Description of the task: When you reply, transcribe every line of the data below exactly.

Records to process START

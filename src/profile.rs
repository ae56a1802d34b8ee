use std::fs;
use std::path::{Path, PathBuf};

use chrono::Utc;
use serde::Deserialize;
use tracing::info;

use crate::error::AgentError;
use crate::models::{Contact, Resume, UserProfile};

/// Loads the user's profile and base resume. Read-only to the pipeline.
pub trait ProfileStore: Send {
    fn load(&self) -> Result<UserProfile, AgentError>;
}

/// The default implementation: a JSON document on disk pointing at a resume
/// file.
pub struct JsonProfileStore {
    path: PathBuf,
}

#[derive(Debug, Deserialize)]
struct ProfileDocument {
    contact: Contact,
    resume: ResumeReference,
}

#[derive(Debug, Deserialize)]
struct ResumeReference {
    path: PathBuf,
    #[serde(default = "default_format")]
    format: String,
}

fn default_format() -> String {
    "markdown".to_string()
}

impl JsonProfileStore {
    pub fn new(path: impl Into<PathBuf>) -> Self {
        Self { path: path.into() }
    }

    fn read_document(&self) -> Result<ProfileDocument, AgentError> {
        let raw = fs::read_to_string(&self.path).map_err(|_| {
            AgentError::Profile(format!("Profile file not found: {}", self.path.display()))
        })?;
        serde_json::from_str(&raw).map_err(|e| {
            AgentError::Profile(format!("Malformed profile {}: {e}", self.path.display()))
        })
    }

    fn read_resume(&self, path: &Path, format: &str) -> Result<Resume, AgentError> {
        let content = fs::read_to_string(path).map_err(|_| {
            AgentError::Profile(format!("Base resume file not found: {}", path.display()))
        })?;
        Ok(Resume {
            content,
            format: format.to_string(),
            last_updated: Utc::now(),
        })
    }
}

impl ProfileStore for JsonProfileStore {
    fn load(&self) -> Result<UserProfile, AgentError> {
        let document = self.read_document()?;
        let base_resume = self.read_resume(&document.resume.path, &document.resume.format)?;
        info!(user = %document.contact.full_name, "profile loaded");
        Ok(UserProfile {
            contact: document.contact,
            base_resume,
            additional_documents: Vec::new(),
        })
    }
}
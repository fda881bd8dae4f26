//! PageRank influence scoring
//!
//! Power iteration over the citation graph. Mass is conserved: dangling
//! papers (no outgoing references) redistribute their score uniformly
//! across all nodes each iteration, so converged scores sum to 1 over any
//! non-empty edge set.

use crate::graph::CitationGraph;

/// PageRank configuration
#[derive(Debug, Clone)]
pub struct PageRankConfig {
    /// Damping factor (typically 0.85)
    pub damping: f64,

    /// Maximum iterations
    pub max_iterations: usize,

    /// Convergence threshold on the L1 change between iterations
    pub epsilon: f64,
}

impl Default for PageRankConfig {
    fn default() -> Self {
        Self {
            damping: 0.85,
            max_iterations: 100,
            epsilon: 1e-6,
        }
    }
}

/// PageRank scorer for papers
pub struct PageRankScorer {
    config: PageRankConfig,
}

impl PageRankScorer {
    /// Create a new scorer
    pub fn new(config: PageRankConfig) -> Self {
        Self { config }
    }

    /// Compute PageRank scores, indexed by graph node
    ///
    /// A graph with nodes but no edges short-circuits to all-zero scores
    /// without iterating.
    pub fn compute(&self, graph: &CitationGraph) -> Vec<f64> {
        let n = graph.node_count();
        if n == 0 {
            return Vec::new();
        }
        if graph.edge_count() == 0 {
            return vec![0.0; n];
        }

        let n_f64 = n as f64;
        let damping = self.config.damping;
        let teleport = (1.0 - damping) / n_f64;

        let dangling: Vec<usize> = (0..n).filter(|&v| graph.out_degree(v) == 0).collect();

        let mut scores = vec![1.0 / n_f64; n];

        for _ in 0..self.config.max_iterations {
            let dangling_mass: f64 = dangling.iter().map(|&v| scores[v]).sum();
            let base = teleport + damping * dangling_mass / n_f64;

            let mut next = vec![base; n];
            for v in 0..n {
                let out_degree = graph.out_degree(v);
                if out_degree == 0 {
                    continue;
                }
                let share = damping * scores[v] / out_degree as f64;
                for &w in graph.out_neighbors(v) {
                    next[w] += share;
                }
            }

            let l1_change: f64 = next
                .iter()
                .zip(scores.iter())
                .map(|(a, b)| (a - b).abs())
                .sum();
            scores = next;

            if l1_change < self.config.epsilon {
                break;
            }
        }

        scores
    }
}

#[cfg(test)]
mod tests {
    use super::*;
    use crate::graph::PaperAttrs;
    use uuid::Uuid;

    fn attrs() -> PaperAttrs {
        PaperAttrs {
            title: "t".into(),
            year: 2020,
            citation_count: 0,
        }
    }

    fn graph_with_edges(nodes: u128, edges: &[(u128, u128)]) -> CitationGraph {
        let mut graph = CitationGraph::new();
        for i in 1..=nodes {
            graph.add_node(Uuid::from_u128(i), attrs());
        }
        for &(from, to) in edges {
            graph.add_edge(Uuid::from_u128(from), Uuid::from_u128(to));
        }
        graph
    }

    #[test]
    fn test_pagerank_basic() {
        // A -> B <- D, B -> C: B collects two citations
        let graph = graph_with_edges(4, &[(1, 2), (2, 3), (4, 2)]);

        let scorer = PageRankScorer::new(PageRankConfig::default());
        let scores = scorer.compute(&graph);

        let a = scores[graph.index_of(Uuid::from_u128(1)).unwrap()];
        let b = scores[graph.index_of(Uuid::from_u128(2)).unwrap()];
        assert!(b > a, "B should rank higher than A");
    }

    #[test]
    fn test_pagerank_empty_graph() {
        let graph = CitationGraph::new();
        let scorer = PageRankScorer::new(PageRankConfig::default());
        assert!(scorer.compute(&graph).is_empty());
    }

    #[test]
    fn test_pagerank_zero_edges_scores_zero() {
        let graph = graph_with_edges(5, &[]);
        let scorer = PageRankScorer::new(PageRankConfig::default());
        let scores = scorer.compute(&graph);
        assert_eq!(scores, vec![0.0; 5]);
    }

    #[test]
    fn test_pagerank_mass_conservation() {
        let graph = graph_with_edges(6, &[(1, 2), (2, 3), (3, 1), (4, 1), (5, 2), (1, 6)]);
        let scorer = PageRankScorer::new(PageRankConfig::default());
        let scores = scorer.compute(&graph);

        let sum: f64 = scores.iter().sum();
        assert!((sum - 1.0).abs() < 1e-6, "scores must sum to 1, got {sum}");
        assert!(scores.iter().all(|s| *s >= 0.0 && s.is_finite()));
    }

    #[test]
    fn test_pagerank_dangling_mass_recycles() {
        // 2 is dangling; its mass must keep circulating rather than leak
        let graph = graph_with_edges(3, &[(1, 2), (3, 2)]);
        let scorer = PageRankScorer::new(PageRankConfig::default());
        let scores = scorer.compute(&graph);

        let sum: f64 = scores.iter().sum();
        assert!((sum - 1.0).abs() < 1e-6);
        let cited = scores[graph.index_of(Uuid::from_u128(2)).unwrap()];
        let citing = scores[graph.index_of(Uuid::from_u128(1)).unwrap()];
        assert!(cited > citing);
    }
}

Records to process END

Exercise output:
filename src/profile.rs
repository ae56a1802d34b8ee
use std::fs;
use std::path::{Path, PathBuf};

use chrono::Utc;
use serde::Deserialize;
use tracing::info;

use crate::error::AgentError;
use crate::models::{Contact, Resume, UserProfile};

/// Loads the user's profile and base resume. Read-only to the pipeline.
pub trait ProfileStore: Send {
    fn load(&self) -> Result<UserProfile, AgentError>;
}

/// The default implementation: a JSON document on disk pointing at a resume
/// file.
pub struct JsonProfileStore {
    path: PathBuf,
}

#[derive(Debug, Deserialize)]
struct ProfileDocument {
    contact: Contact,
    resume: ResumeReference,
}

#[derive(Debug, Deserialize)]
struct ResumeReference {
    path: PathBuf,
    #[serde(default = "default_format")]
    format: String,
}

fn default_format() -> String {
    "markdown".to_string()
}

impl JsonProfileStore {
    pub fn new(path: impl Into<PathBuf>) -> Self {
        Self { path: path.into() }
    }

    fn read_document(&self) -> Result<ProfileDocument, AgentError> {
        let raw = fs::read_to_string(&self.path).map_err(|_| {
            AgentError::Profile(format!("Profile file not found: {}", self.path.display()))
        })?;
        serde_json::from_str(&raw).map_err(|e| {
            AgentError::Profile(format!("Malformed profile {}: {e}", self.path.display()))
        })
    }

    fn read_resume(&self, path: &Path, format: &str) -> Result<Resume, AgentError> {
        let content = fs::read_to_string(path).map_err(|_| {
            AgentError::Profile(format!("Base resume file not found: {}", path.display()))
        })?;
        Ok(Resume {
            content,
            format: format.to_string(),
            last_updated: Utc::now(),
        })
    }
}

impl ProfileStore for JsonProfileStore {
    fn load(&self) -> Result<UserProfile, AgentError> {
        let document = self.read_document()?;
        let base_resume = self.read_resume(&document.resume.path, &document.resume.format)?;
        info!(user = %document.contact.full_name, "profile loaded");
        Ok(UserProfile {
            contact: document.contact,
            base_resume,
            additional_documents: Vec::new(),
        })
    }
}
repository fda881bd8dae4f26
//! PageRank influence scoring
//!
//! Power iteration over the citation graph. Mass is conserved: dangling
//! papers (no outgoing references) redistribute their score uniformly
//! across all nodes each iteration, so converged scores sum to 1 over any
//! non-empty edge set.

use crate::graph::CitationGraph;

/// PageRank configuration
#[derive(Debug, Clone)]
pub struct PageRankConfig {
    /// Damping factor (typically 0.85)
    pub damping: f64,

    /// Maximum iterations
    pub max_iterations: usize,

    /// Convergence threshold on the L1 change between iterations
    pub epsilon: f64,
}

impl Default for PageRankConfig {
    fn default() -> Self {
        Self {
            damping: 0.85,
            max_iterations: 100,
            epsilon: 1e-6,
        }
    }
}

/// PageRank scorer for papers
pub struct PageRankScorer {
    config: PageRankConfig,
}

impl PageRankScorer {
    /// Create a new scorer
    pub fn new(config: PageRankConfig) -> Self {
        Self { config }
    }

    /// Compute PageRank scores, indexed by graph node
    ///
    /// A graph with nodes but no edges short-circuits to all-zero scores
    /// without iterating.
    pub fn compute(&self, graph: &CitationGraph) -> Vec<f64> {
        let n = graph.node_count();
        if n == 0 {
            return Vec::new();
        }
        if graph.edge_count() == 0 {
            return vec![0.0; n];
        }

        let n_f64 = n as f64;
        let damping = self.config.damping;
        let teleport = (1.0 - damping) / n_f64;

        let dangling: Vec<usize> = (0..n).filter(|&v| graph.out_degree(v) == 0).collect();

        let mut scores = vec![1.0 / n_f64; n];

        for _ in 0..self.config.max_iterations {
            let dangling_mass: f64 = dangling.iter().map(|&v| scores[v]).sum();
            let base = teleport + damping * dangling_mass / n_f64;

            let mut next = vec![base; n];
            for v in 0..n {
                let out_degree = graph.out_degree(v);
                if out_degree == 0 {
                    continue;
                }
                let share = damping * scores[v] / out_degree as f64;
                for &w in graph.out_neighbors(v) {
                    next[w] += share;
                }
            }

            let l1_change: f64 = next
                .iter()
                .zip(scores.iter())
                .map(|(a, b)| (a - b).abs())
                .sum();
            scores = next;

            if l1_change < self.config.epsilon {
                break;
            }
        }

        scores
    }
}

#[cfg(test)]
mod tests {
    use super::*;
    use crate::graph::PaperAttrs;
    use uuid::Uuid;

    fn attrs() -> PaperAttrs {
        PaperAttrs {
            title: "t".into(),
            year: 2020,
            citation_count: 0,
        }
    }

    fn graph_with_edges(nodes: u128, edges: &[(u128, u128)]) -> CitationGraph {
        let mut graph = CitationGraph::new();
        for i in 1..=nodes {
            graph.add_node(Uuid::from_u128(i), attrs());
        }
        for &(from, to) in edges {
            graph.add_edge(Uuid::from_u128(from), Uuid::from_u128(to));
        }
        graph
    }

    #[test]
    fn test_pagerank_basic() {
        // A -> B <- D, B -> C: B collects two citations
        let graph = graph_with_edges(4, &[(1, 2), (2, 3), (4, 2)]);

        let scorer = PageRankScorer::new(PageRankConfig::default());
        let scores = scorer.compute(&graph);

        let a = scores[graph.index_of(Uuid::from_u128(1)).unwrap()];
        let b = scores[graph.index_of(Uuid::from_u128(2)).unwrap()];
        assert!(b > a, "B should rank higher than A");
    }

    #[test]
    fn test_pagerank_empty_graph() {
        let graph = CitationGraph::new();
        let scorer = PageRankScorer::new(PageRankConfig::default());
        assert!(scorer.compute(&graph).is_empty());
    }

    #[test]
    fn test_pagerank_zero_edges_scores_zero() {
        let graph = graph_with_edges(5, &[]);
        let scorer = PageRankScorer::new(PageRankConfig::default());
        let scores = scorer.compute(&graph);
        assert_eq!(scores, vec![0.0; 5]);
    }

    #[test]
    fn test_pagerank_mass_conservation() {
        let graph = graph_with_edges(6, &[(1, 2), (2, 3), (3, 1), (4, 1), (5, 2), (1, 6)]);
        let scorer = PageRankScorer::new(PageRankConfig::default());
        let scores = scorer.compute(&graph);

        let sum: f64 = scores.iter().sum();
        assert!((sum - 1.0).abs() < 1e-6, "scores must sum to 1, got {sum}");
        assert!(scores.iter().all(|s| *s >= 0.0 && s.is_finite()));
    }

    #[test]
    fn test_pagerank_dangling_mass_recycles() {
        // 2 is dangling; its mass must keep circulating rather than leak
        let graph = graph_with_edges(3, &[(1, 2), (3, 2)]);
        let scorer = PageRankScorer::new(PageRankConfig::default());
        let scores = scorer.compute(&graph);

        let sum: f64 = scores.iter().sum();
        assert!((sum - 1.0).abs() < 1e-6);
        let cited = scores[graph.index_of(Uuid::from_u128(2)).unwrap()];
        let citing = scores[graph.index_of(Uuid::from_u128(1)).unwrap()];
        assert!(cited > citing);
    }
}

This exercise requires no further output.